I'm now in my last week of TEFL classes, which is amazing because it seems like they just began. And although the course has been quick, it has also been time-consuming. Last week I had my first taste of teaching and all the nit-picky details that come with it. I would just like to say to the full-time teachers in my life, I have a brand new respect for how much time it takes to think of a lesson, plan it and prepare the materials— whew!

To make a long story short, I was too zonked this past weekend to make any day trips or explore the various barrios. However, the Sunday before (Jan. 17), I did check out
Puerto Madero and the adjacent
Ecological Reserve. It was great to have a little solo time and check out the "natural" areas of the city. Fortunately I wore sunscreen on this outing.
Historically, Buenos Aires was an import port city for the Spanish Empire during and after its conquests in South America.
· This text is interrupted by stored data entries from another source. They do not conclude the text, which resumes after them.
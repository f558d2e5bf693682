use async_trait::async_trait;
use serde::{Deserialize, Serialize};
use std::time::Duration;

use crate::core::error::{AppError, Result};
use crate::modules::notifier::{Notifier, OutgoingEmail};

/// Request body for `POST /emails`
#[derive(Debug, Serialize)]
struct SendEmailRequest<'a> {
    from: &'a str,
    to: &'a [String],
    subject: &'a str,
    html: &'a str,
}

/// Successful send response
#[derive(Debug, Deserialize)]
struct SendEmailResponse {
    id: String,
}

/// Resend error response
#[derive(Debug, Deserialize)]
struct ResendErrorResponse {
    #[serde(default)]
    message: String,
    #[serde(default)]
    name: String,
}

/// Client for the Resend transactional email API
pub struct ResendClient {
    api_key: String,
    api_url: String,
    http_client: reqwest::Client,
}

impl ResendClient {
    const REQUEST_TIMEOUT: Duration = Duration::from_secs(15);

    pub fn new(api_key: String, api_url: String) -> Result<Self> {
        let http_client = reqwest::Client::builder()
            .timeout(Self::REQUEST_TIMEOUT)
            .build()
            .map_err(|e| AppError::Internal(format!("Failed to create HTTP client: {}", e)))?;

        Ok(Self {
            api_key,
            api_url: api_url.trim_end_matches('/').to_string(),
            http_client,
        })
    }
}

#[async_trait]
impl Notifier for ResendClient {
    async fn send(&self, email: &OutgoingEmail) -> Result<String> {
        let url = format!("{}/emails", self.api_url);

        let request_body = SendEmailRequest {
            from: &email.from,
            to: &email.to,
            subject: &email.subject,
            html: &email.html,
        };

        tracing::debug!("Sending email via Resend to {:?}", email.to);

        let response = self
            .http_client
            .post(&url)
            .bearer_auth(&self.api_key)
            .json(&request_body)
            .send()
            .await
            .map_err(|e| {
                tracing::error!("Failed to reach Resend: {}", e);
                AppError::ExternalService(format!("Failed to send email: {}", e))
            })?;

        let status = response.status();

        if status.is_success() {
            let sent = response.json::<SendEmailResponse>().await.map_err(|e| {
                AppError::ExternalService(format!("Failed to parse email response: {}", e))
            })?;
            return Ok(sent.id);
        }

        let body = response.text().await.unwrap_or_default();
        tracing::error!("Resend API error: HTTP {} - {}", status, body);

        let message = match serde_json::from_str::<ResendErrorResponse>(&body) {
            Ok(err) if !err.message.is_empty() => err.message,
            Ok(err) if !err.name.is_empty() => err.name,
            _ => format!("Resend API error: HTTP {}", status),
        };

        Err(AppError::ExternalService(message))
    }
}

#[cfg(test)]
mod tests {
    use super::*;

    #[test]
    fn test_request_body_shape() {
        let to = vec!["ops@example.com".to_string()];
        let body = SendEmailRequest {
            from: "Daily Reports <onboarding@resend.dev>",
            to: &to,
            subject: "Daily report: 42 – North crew",
            html: "<p>hi</p>",
        };

        let value = serde_json::to_value(&body).unwrap();
        assert_eq!(value["to"][0], "ops@example.com");
        assert_eq!(value["subject"], "Daily report: 42 – North crew");
    }

    #[test]
    fn test_api_url_is_normalised() {
        let client =
            ResendClient::new("re_test".to_string(), "https://api.resend.com/".to_string())
                .unwrap();
        assert_eq!(client.api_url, "https://api.resend.com");
    }
}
Given this background, you might expect an elaborate port area chock full of merchants, boat tours and assorted catches of the day. But as usual, Buenos Aires surprises: Puerto Madero is quiet with some restaurants, brick buildings-turned apartments and a old ship, the Frigate President Sarmiento, that now serves as a museum. Crossing over the Star Trekkish bridge, the silty breeze from the Río de la Plata was actually refreshing albeit a tad smelly.

Once across the river, a smattering of modern buildings (think Miami- and Dubai-modern) stand in contrast with some open areas and a walking strip. I grabbed lunch at one of the many grill carts, or
parillas, and paid a mere 10 pesos for a giant sirloin slapped in between two slices of bread with my choice of fillers and condiments. The cut is called
bife de chorizo, and has nothing to do with the Spanish sausage. It was delicious and quite messy! There is certainly an art to eating a whole steak in a sandwich with no plate, and I'm relieved none of my friends were there to witness me eating like a cavewoman.
Once inside the Costanera Sur Ecological Reserve, I split my time between finding one of the coveted shady spots to read and exploring the shore. The point at which the river meets the sea isn't the prettiest sight; brown water, a cement-specked "beach," and nearby oil rigs created an interesting ambiance. I won't be joining the brave swimmers anytime soon but the reserve itself was green and more tranquil than the city.